Everything from the line containing "if delivery.attempts >" through the last line of the records below should be printed exactly, please, and nothing else.

____________________

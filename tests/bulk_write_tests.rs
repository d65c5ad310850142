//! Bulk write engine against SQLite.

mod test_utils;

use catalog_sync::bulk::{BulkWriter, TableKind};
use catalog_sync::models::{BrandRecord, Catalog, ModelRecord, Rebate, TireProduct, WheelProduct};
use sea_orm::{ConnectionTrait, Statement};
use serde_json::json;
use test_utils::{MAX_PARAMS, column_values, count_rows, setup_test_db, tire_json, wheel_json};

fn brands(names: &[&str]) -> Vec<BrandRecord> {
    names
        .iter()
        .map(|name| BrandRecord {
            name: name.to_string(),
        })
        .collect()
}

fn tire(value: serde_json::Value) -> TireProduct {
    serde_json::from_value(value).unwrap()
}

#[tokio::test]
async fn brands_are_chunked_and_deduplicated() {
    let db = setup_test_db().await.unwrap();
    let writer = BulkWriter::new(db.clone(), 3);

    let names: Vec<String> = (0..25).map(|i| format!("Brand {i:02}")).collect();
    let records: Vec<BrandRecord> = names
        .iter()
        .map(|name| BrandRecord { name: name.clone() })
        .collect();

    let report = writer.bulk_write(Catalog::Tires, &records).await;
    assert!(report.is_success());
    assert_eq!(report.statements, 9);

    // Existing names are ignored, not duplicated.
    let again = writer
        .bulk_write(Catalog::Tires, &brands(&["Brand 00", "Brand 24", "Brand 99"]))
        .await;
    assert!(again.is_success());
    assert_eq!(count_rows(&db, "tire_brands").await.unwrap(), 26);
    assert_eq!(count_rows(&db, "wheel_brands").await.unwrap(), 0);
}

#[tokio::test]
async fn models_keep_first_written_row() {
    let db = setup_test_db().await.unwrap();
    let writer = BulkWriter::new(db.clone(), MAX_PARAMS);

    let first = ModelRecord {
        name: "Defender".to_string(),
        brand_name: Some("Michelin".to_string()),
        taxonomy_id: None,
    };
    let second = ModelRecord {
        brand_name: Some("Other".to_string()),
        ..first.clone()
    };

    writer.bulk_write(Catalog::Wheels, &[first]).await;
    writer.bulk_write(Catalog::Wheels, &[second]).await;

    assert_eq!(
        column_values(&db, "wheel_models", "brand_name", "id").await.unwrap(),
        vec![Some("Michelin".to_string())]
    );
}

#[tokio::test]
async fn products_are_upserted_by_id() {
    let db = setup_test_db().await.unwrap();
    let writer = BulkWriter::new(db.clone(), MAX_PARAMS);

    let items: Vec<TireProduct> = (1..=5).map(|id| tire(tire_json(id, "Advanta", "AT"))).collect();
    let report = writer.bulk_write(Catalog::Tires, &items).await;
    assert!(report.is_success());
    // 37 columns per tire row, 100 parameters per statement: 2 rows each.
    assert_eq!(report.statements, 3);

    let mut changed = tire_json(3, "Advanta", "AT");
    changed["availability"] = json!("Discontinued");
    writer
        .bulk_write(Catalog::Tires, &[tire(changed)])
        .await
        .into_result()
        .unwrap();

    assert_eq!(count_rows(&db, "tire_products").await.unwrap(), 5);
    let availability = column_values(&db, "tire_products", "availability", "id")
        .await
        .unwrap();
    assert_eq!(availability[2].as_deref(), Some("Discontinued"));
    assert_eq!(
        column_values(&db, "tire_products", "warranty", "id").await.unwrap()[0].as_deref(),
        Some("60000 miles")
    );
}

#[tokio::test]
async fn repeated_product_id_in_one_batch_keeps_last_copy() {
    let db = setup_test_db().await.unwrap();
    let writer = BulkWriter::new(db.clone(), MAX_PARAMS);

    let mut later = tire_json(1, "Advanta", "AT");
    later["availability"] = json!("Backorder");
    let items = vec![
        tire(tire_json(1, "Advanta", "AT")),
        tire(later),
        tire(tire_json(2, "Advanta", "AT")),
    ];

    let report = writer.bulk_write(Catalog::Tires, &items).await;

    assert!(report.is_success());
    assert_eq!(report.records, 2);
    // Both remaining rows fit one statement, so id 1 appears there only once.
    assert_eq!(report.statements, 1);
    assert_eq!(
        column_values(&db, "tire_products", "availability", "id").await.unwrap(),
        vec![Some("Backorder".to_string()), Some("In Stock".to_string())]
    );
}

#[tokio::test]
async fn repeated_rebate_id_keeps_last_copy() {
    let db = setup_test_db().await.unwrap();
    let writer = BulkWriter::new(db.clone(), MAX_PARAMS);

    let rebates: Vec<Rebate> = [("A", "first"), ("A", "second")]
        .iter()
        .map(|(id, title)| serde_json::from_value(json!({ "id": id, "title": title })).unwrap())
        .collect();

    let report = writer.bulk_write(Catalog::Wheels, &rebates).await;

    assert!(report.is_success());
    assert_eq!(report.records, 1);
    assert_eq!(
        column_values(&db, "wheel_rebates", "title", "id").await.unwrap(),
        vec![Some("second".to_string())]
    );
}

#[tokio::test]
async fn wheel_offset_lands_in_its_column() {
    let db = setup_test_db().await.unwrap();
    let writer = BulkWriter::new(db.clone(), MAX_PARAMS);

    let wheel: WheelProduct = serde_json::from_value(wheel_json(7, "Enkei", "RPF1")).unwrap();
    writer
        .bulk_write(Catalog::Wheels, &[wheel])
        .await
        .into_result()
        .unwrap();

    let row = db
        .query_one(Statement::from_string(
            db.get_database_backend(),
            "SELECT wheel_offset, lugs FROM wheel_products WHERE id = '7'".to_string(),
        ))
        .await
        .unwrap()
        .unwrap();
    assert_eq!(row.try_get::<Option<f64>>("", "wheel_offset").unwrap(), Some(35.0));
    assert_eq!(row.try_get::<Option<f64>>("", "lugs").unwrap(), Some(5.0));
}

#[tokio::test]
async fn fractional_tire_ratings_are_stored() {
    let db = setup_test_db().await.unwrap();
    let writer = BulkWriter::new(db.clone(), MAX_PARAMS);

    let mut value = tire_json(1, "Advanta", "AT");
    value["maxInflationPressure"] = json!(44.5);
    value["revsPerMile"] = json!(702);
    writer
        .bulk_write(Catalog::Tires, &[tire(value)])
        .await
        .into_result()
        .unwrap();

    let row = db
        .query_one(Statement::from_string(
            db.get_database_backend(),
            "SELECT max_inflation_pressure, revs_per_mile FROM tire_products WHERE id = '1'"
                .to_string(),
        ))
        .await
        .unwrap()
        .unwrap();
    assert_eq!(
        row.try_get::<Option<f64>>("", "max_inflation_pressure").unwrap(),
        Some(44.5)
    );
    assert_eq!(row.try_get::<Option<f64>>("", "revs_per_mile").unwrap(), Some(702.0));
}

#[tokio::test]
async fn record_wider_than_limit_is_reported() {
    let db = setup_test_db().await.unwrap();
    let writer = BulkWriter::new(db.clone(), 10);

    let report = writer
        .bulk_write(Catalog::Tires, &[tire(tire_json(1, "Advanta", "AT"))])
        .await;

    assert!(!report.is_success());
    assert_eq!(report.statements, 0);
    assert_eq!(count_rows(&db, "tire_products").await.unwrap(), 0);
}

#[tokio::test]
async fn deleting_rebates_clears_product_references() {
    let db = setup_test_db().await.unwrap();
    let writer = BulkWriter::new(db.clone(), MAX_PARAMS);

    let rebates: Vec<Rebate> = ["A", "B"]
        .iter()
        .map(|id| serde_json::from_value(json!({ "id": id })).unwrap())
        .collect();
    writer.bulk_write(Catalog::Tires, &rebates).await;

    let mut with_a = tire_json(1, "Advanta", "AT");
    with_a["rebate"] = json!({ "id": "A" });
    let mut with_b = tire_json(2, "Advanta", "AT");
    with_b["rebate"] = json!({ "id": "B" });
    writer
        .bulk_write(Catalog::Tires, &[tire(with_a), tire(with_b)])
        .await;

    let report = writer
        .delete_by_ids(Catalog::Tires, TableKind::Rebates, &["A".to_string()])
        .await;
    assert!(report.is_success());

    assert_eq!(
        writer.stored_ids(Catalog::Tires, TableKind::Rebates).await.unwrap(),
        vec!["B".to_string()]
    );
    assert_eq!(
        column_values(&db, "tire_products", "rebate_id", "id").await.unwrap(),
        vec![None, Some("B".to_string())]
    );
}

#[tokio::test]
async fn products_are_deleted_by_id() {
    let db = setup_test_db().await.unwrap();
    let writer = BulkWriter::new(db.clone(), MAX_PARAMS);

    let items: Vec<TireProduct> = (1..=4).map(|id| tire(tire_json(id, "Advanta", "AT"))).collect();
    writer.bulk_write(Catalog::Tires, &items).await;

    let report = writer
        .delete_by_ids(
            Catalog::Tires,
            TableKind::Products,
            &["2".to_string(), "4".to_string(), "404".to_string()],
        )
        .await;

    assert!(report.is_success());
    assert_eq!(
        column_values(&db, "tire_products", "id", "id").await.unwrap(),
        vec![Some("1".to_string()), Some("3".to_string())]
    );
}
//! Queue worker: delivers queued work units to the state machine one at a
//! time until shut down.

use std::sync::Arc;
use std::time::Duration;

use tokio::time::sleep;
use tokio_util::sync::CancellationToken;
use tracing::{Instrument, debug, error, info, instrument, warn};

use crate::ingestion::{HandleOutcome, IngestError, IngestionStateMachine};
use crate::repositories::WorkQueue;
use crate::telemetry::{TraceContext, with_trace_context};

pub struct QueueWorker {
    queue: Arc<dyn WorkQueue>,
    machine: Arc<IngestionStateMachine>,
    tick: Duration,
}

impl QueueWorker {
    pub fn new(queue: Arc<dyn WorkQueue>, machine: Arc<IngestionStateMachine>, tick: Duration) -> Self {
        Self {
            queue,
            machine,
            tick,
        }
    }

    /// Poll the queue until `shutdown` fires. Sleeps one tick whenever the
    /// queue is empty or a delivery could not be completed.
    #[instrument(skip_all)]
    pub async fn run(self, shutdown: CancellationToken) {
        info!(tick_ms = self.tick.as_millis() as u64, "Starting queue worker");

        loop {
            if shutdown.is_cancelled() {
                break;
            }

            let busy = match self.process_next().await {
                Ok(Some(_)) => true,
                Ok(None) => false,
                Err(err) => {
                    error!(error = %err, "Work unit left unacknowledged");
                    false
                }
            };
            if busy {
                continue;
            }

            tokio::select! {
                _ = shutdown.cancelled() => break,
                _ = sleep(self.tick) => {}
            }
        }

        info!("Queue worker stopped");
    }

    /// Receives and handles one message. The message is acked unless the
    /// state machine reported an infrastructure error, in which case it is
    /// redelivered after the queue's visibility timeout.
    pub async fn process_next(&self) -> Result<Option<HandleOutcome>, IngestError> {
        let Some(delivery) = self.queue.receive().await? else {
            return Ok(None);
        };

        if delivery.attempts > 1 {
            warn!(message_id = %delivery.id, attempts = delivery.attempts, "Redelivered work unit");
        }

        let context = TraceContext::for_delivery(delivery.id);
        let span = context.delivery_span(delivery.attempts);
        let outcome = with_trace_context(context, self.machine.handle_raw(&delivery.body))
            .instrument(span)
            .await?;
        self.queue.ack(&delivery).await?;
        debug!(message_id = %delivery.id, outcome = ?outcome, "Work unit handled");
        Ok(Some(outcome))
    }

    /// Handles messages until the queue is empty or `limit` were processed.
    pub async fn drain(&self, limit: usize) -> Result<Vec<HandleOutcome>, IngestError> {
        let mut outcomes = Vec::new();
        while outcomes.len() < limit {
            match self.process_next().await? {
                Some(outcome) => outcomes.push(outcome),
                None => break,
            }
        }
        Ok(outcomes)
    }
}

____________________

• Your response:
        if delivery.attempts > 1 {
            warn!(message_id = %delivery.id, attempts = delivery.attempts, "Redelivered work unit");
        }

        let context = TraceContext::for_delivery(delivery.id);
        let span = context.delivery_span(delivery.attempts);
        let outcome = with_trace_context(context, self.machine.handle_raw(&delivery.body))
            .instrument(span)
            .await?;
        self.queue.ack(&delivery).await?;
        debug!(message_id = %delivery.id, outcome = ?outcome, "Work unit handled");
        Ok(Some(outcome))
    }

    /// Handles messages until the queue is empty or `limit` were processed.
    pub async fn drain(&self, limit: usize) -> Result<Vec<HandleOutcome>, IngestError> {
        let mut outcomes = Vec::new();
        while outcomes.len() < limit {
            match self.process_next().await? {
                Some(outcome) => outcomes.push(outcome),
                None => break,
            }
        }
        Ok(outcomes)
    }
}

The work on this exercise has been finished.